> [Task statement] Your output should repeat each record below with no differences.

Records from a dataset
══════════════════════════════

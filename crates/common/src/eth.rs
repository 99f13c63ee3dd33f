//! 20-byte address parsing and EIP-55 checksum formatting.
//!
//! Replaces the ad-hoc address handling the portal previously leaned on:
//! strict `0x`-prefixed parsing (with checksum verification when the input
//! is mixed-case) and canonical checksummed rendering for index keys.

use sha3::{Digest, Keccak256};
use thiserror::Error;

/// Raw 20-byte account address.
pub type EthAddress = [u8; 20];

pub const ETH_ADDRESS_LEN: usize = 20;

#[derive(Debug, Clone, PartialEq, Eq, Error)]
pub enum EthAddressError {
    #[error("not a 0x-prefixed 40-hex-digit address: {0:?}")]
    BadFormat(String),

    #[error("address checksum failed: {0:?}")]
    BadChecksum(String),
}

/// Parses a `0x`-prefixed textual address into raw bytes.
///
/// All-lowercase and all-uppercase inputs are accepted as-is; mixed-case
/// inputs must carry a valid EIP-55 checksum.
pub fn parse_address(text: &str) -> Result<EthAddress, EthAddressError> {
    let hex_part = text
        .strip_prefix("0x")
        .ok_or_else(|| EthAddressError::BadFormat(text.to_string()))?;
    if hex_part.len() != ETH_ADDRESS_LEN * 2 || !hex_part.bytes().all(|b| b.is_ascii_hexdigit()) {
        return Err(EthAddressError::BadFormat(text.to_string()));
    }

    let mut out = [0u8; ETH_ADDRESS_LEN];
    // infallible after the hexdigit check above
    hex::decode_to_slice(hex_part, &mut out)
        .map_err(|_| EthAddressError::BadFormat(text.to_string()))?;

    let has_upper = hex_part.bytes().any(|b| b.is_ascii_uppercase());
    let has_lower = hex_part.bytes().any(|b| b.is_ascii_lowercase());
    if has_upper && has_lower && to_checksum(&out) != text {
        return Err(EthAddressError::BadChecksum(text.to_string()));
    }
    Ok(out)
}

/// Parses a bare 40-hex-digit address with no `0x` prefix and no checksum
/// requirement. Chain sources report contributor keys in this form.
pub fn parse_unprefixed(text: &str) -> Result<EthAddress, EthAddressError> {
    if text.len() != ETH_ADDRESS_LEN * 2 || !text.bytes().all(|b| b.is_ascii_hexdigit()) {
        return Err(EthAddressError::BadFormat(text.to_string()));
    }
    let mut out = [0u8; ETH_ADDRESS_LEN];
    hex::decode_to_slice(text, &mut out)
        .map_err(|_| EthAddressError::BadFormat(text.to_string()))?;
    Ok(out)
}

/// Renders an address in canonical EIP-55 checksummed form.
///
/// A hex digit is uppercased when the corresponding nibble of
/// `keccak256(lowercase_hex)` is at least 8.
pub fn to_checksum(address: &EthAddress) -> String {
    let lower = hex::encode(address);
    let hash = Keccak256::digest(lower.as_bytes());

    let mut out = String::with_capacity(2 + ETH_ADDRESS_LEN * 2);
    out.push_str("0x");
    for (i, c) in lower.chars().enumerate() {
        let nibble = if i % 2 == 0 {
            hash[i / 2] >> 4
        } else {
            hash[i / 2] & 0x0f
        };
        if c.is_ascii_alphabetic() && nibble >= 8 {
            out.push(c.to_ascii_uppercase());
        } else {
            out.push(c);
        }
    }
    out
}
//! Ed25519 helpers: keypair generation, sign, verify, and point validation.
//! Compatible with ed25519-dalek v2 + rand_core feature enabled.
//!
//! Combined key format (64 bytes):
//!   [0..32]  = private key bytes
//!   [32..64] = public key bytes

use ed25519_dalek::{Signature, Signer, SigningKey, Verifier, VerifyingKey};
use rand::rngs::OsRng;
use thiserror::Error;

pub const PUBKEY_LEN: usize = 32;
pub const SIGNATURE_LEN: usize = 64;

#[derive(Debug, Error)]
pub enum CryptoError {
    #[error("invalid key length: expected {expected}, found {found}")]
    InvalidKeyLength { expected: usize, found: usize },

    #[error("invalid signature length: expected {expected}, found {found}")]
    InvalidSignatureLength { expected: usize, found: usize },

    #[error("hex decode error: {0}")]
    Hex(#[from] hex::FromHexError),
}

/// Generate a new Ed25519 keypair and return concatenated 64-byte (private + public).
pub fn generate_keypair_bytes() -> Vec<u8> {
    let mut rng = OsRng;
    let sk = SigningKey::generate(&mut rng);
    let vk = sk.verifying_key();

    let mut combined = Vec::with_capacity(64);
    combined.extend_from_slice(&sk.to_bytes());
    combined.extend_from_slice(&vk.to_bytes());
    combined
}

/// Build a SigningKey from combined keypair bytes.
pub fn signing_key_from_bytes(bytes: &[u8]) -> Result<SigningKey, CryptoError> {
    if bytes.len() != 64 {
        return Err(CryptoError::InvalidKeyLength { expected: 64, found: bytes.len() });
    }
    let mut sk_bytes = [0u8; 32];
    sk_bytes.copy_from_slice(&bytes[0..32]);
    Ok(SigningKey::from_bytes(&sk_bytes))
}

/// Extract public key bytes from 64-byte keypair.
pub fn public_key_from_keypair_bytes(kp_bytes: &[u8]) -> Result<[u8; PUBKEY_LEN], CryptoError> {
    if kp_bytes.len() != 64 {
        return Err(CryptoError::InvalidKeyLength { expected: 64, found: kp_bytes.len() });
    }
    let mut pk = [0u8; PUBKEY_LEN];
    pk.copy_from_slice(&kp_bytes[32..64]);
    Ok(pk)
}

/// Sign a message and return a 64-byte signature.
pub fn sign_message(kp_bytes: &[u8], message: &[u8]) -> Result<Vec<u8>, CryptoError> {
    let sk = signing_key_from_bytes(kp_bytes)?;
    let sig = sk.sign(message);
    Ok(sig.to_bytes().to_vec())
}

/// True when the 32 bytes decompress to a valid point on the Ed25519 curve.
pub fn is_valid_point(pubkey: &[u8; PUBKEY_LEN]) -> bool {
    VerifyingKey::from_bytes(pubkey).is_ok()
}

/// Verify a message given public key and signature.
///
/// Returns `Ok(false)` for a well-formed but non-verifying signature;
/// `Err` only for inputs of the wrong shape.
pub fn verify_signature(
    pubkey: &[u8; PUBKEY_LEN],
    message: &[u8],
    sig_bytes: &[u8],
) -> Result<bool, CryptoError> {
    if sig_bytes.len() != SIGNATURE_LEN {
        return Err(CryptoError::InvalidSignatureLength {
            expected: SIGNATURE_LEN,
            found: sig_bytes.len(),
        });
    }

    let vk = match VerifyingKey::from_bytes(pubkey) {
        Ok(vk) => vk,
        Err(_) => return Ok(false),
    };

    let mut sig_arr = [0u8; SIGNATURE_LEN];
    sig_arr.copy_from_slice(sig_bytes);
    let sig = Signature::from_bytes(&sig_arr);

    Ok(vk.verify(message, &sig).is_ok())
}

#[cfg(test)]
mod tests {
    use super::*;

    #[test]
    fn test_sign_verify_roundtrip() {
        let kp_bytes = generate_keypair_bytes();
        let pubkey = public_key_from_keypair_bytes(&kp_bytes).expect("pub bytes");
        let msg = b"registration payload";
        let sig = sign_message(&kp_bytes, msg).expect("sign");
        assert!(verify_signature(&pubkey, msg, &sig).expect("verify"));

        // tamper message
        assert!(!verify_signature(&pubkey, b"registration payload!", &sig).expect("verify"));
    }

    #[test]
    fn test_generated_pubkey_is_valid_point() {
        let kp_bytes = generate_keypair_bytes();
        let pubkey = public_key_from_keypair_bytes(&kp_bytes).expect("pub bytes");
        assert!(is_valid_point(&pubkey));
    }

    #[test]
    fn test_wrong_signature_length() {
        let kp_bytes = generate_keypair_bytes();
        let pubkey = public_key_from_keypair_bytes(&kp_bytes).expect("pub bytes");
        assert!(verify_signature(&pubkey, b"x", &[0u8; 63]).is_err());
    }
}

══════════════════════════════

> [Answer space]
filename crates/common/src/eth.rs
repository 99f13c63ee3dd33f
//! 20-byte address parsing and EIP-55 checksum formatting.
//!
//! Replaces the ad-hoc address handling the portal previously leaned on:
//! strict `0x`-prefixed parsing (with checksum verification when the input
//! is mixed-case) and canonical checksummed rendering for index keys.

use sha3::{Digest, Keccak256};
use thiserror::Error;

/// Raw 20-byte account address.
pub type EthAddress = [u8; 20];

pub const ETH_ADDRESS_LEN: usize = 20;

#[derive(Debug, Clone, PartialEq, Eq, Error)]
pub enum EthAddressError {
    #[error("not a 0x-prefixed 40-hex-digit address: {0:?}")]
    BadFormat(String),

    #[error("address checksum failed: {0:?}")]
    BadChecksum(String),
}

/// Parses a `0x`-prefixed textual address into raw bytes.
///
/// All-lowercase and all-uppercase inputs are accepted as-is; mixed-case
/// inputs must carry a valid EIP-55 checksum.
pub fn parse_address(text: &str) -> Result<EthAddress, EthAddressError> {
    let hex_part = text
        .strip_prefix("0x")
        .ok_or_else(|| EthAddressError::BadFormat(text.to_string()))?;
    if hex_part.len() != ETH_ADDRESS_LEN * 2 || !hex_part.bytes().all(|b| b.is_ascii_hexdigit()) {
        return Err(EthAddressError::BadFormat(text.to_string()));
    }

    let mut out = [0u8; ETH_ADDRESS_LEN];
    // infallible after the hexdigit check above
    hex::decode_to_slice(hex_part, &mut out)
        .map_err(|_| EthAddressError::BadFormat(text.to_string()))?;

    let has_upper = hex_part.bytes().any(|b| b.is_ascii_uppercase());
    let has_lower = hex_part.bytes().any(|b| b.is_ascii_lowercase());
    if has_upper && has_lower && to_checksum(&out) != text {
        return Err(EthAddressError::BadChecksum(text.to_string()));
    }
    Ok(out)
}

/// Parses a bare 40-hex-digit address with no `0x` prefix and no checksum
/// requirement. Chain sources report contributor keys in this form.
pub fn parse_unprefixed(text: &str) -> Result<EthAddress, EthAddressError> {
    if text.len() != ETH_ADDRESS_LEN * 2 || !text.bytes().all(|b| b.is_ascii_hexdigit()) {
        return Err(EthAddressError::BadFormat(text.to_string()));
    }
    let mut out = [0u8; ETH_ADDRESS_LEN];
    hex::decode_to_slice(text, &mut out)
        .map_err(|_| EthAddressError::BadFormat(text.to_string()))?;
    Ok(out)
}

/// Renders an address in canonical EIP-55 checksummed form.
///
/// A hex digit is uppercased when the corresponding nibble of
/// `keccak256(lowercase_hex)` is at least 8.
pub fn to_checksum(address: &EthAddress) -> String {
    let lower = hex::encode(address);
    let hash = Keccak256::digest(lower.as_bytes());

    let mut out = String::with_capacity(2 + ETH_ADDRESS_LEN * 2);
    out.push_str("0x");
    for (i, c) in lower.chars().enumerate() {
        let nibble = if i % 2 == 0 {
            hash[i / 2] >> 4
        } else {
            hash[i / 2] & 0x0f
        };
        if c.is_ascii_alphabetic() && nibble >= 8 {
            out.push(c.to_ascii_uppercase());
        } else {
            out.push(c);
        }
    }
    out
}
//! Ed25519 helpers: keypair generation, sign, verify, and point validation.
//! Compatible with ed25519-dalek v2 + rand_core feature enabled.
//!
//! Combined key format (64 bytes):
//!   [0..32]  = private key bytes
//!   [32..64] = public key bytes

use ed25519_dalek::{Signature, Signer, SigningKey, Verifier, VerifyingKey};
use rand::rngs::OsRng;
use thiserror::Error;

pub const PUBKEY_LEN: usize = 32;
pub const SIGNATURE_LEN: usize = 64;

#[derive(Debug, Error)]
pub enum CryptoError {
    #[error("invalid key length: expected {expected}, found {found}")]
    InvalidKeyLength { expected: usize, found: usize },

    #[error("invalid signature length: expected {expected}, found {found}")]
    InvalidSignatureLength { expected: usize, found: usize },

    #[error("hex decode error: {0}")]
    Hex(#[from] hex::FromHexError),
}

/// Generate a new Ed25519 keypair and return concatenated 64-byte (private + public).
pub fn generate_keypair_bytes() -> Vec<u8> {
    let mut rng = OsRng;
    let sk = SigningKey::generate(&mut rng);
    let vk = sk.verifying_key();

    let mut combined = Vec::with_capacity(64);
    combined.extend_from_slice(&sk.to_bytes());
    combined.extend_from_slice(&vk.to_bytes());
    combined
}

/// Build a SigningKey from combined keypair bytes.
pub fn signing_key_from_bytes(bytes: &[u8]) -> Result<SigningKey, CryptoError> {
    if bytes.len() != 64 {
        return Err(CryptoError::InvalidKeyLength { expected: 64, found: bytes.len() });
    }
    let mut sk_bytes = [0u8; 32];
    sk_bytes.copy_from_slice(&bytes[0..32]);
    Ok(SigningKey::from_bytes(&sk_bytes))
}

/// Extract public key bytes from 64-byte keypair.
pub fn public_key_from_keypair_bytes(kp_bytes: &[u8]) -> Result<[u8; PUBKEY_LEN], CryptoError> {
    if kp_bytes.len() != 64 {
        return Err(CryptoError::InvalidKeyLength { expected: 64, found: kp_bytes.len() });
    }
    let mut pk = [0u8; PUBKEY_LEN];
    pk.copy_from_slice(&kp_bytes[32..64]);
    Ok(pk)
}

/// Sign a message and return a 64-byte signature.
pub fn sign_message(kp_bytes: &[u8], message: &[u8]) -> Result<Vec<u8>, CryptoError> {
    let sk = signing_key_from_bytes(kp_bytes)?;
    let sig = sk.sign(message);
    Ok(sig.to_bytes().to_vec())
}

/// True when the 32 bytes decompress to a valid point on the Ed25519 curve.
pub fn is_valid_point(pubkey: &[u8; PUBKEY_LEN]) -> bool {
    VerifyingKey::from_bytes(pubkey).is_ok()
}

/// Verify a message given public key and signature.
///
/// Returns `Ok(false)` for a well-formed but non-verifying signature;
/// `Err` only for inputs of the wrong shape.
pub fn verify_signature(
    pubkey: &[u8; PUBKEY_LEN],
    message: &[u8],
    sig_bytes: &[u8],
) -> Result<bool, CryptoError> {
    if sig_bytes.len() != SIGNATURE_LEN {
        return Err(CryptoError::InvalidSignatureLength {
            expected: SIGNATURE_LEN,
            found: sig_bytes.len(),
        });
    }

    let vk = match VerifyingKey::from_bytes(pubkey) {
        Ok(vk) => vk,
        Err(_) => return Ok(false),
    };

    let mut sig_arr = [0u8; SIGNATURE_LEN];
    sig_arr.copy_from_slice(sig_bytes);
    let sig = Signature::from_bytes(&sig_arr);

    Ok(vk.verify(message, &sig).is_ok())
}

#[cfg(test)]
mod tests {
    use super::*;

    #[test]
    fn test_sign_verify_roundtrip() {
        let kp_bytes = generate_keypair_bytes();
        let pubkey = public_key_from_keypair_bytes(&kp_bytes).expect("pub bytes");
        let msg = b"registration payload";
        let sig = sign_message(&kp_bytes, msg).expect("sign");
        assert!(verify_signature(&pubkey, msg, &sig).expect("verify"));

        // tamper message
        assert!(!verify_signature(&pubkey, b"registration payload!", &sig).expect("verify"));
    }

    #[test]
    fn test_generated_pubkey_is_valid_point() {
        let kp_bytes = generate_keypair_bytes();
        let pubkey = public_key_from_keypair_bytes(&kp_bytes).expect("pub bytes");
        assert!(is_valid_point(&pubkey));
    }

    #[test]
    fn test_wrong_signature_length() {
        let kp_bytes = generate_keypair_bytes();
        let pubkey = public_key_from_keypair_bytes(&kp_bytes).expect("pub bytes");
        assert!(verify_signature(&pubkey, b"x", &[0u8; 63]).is_err());
    }
}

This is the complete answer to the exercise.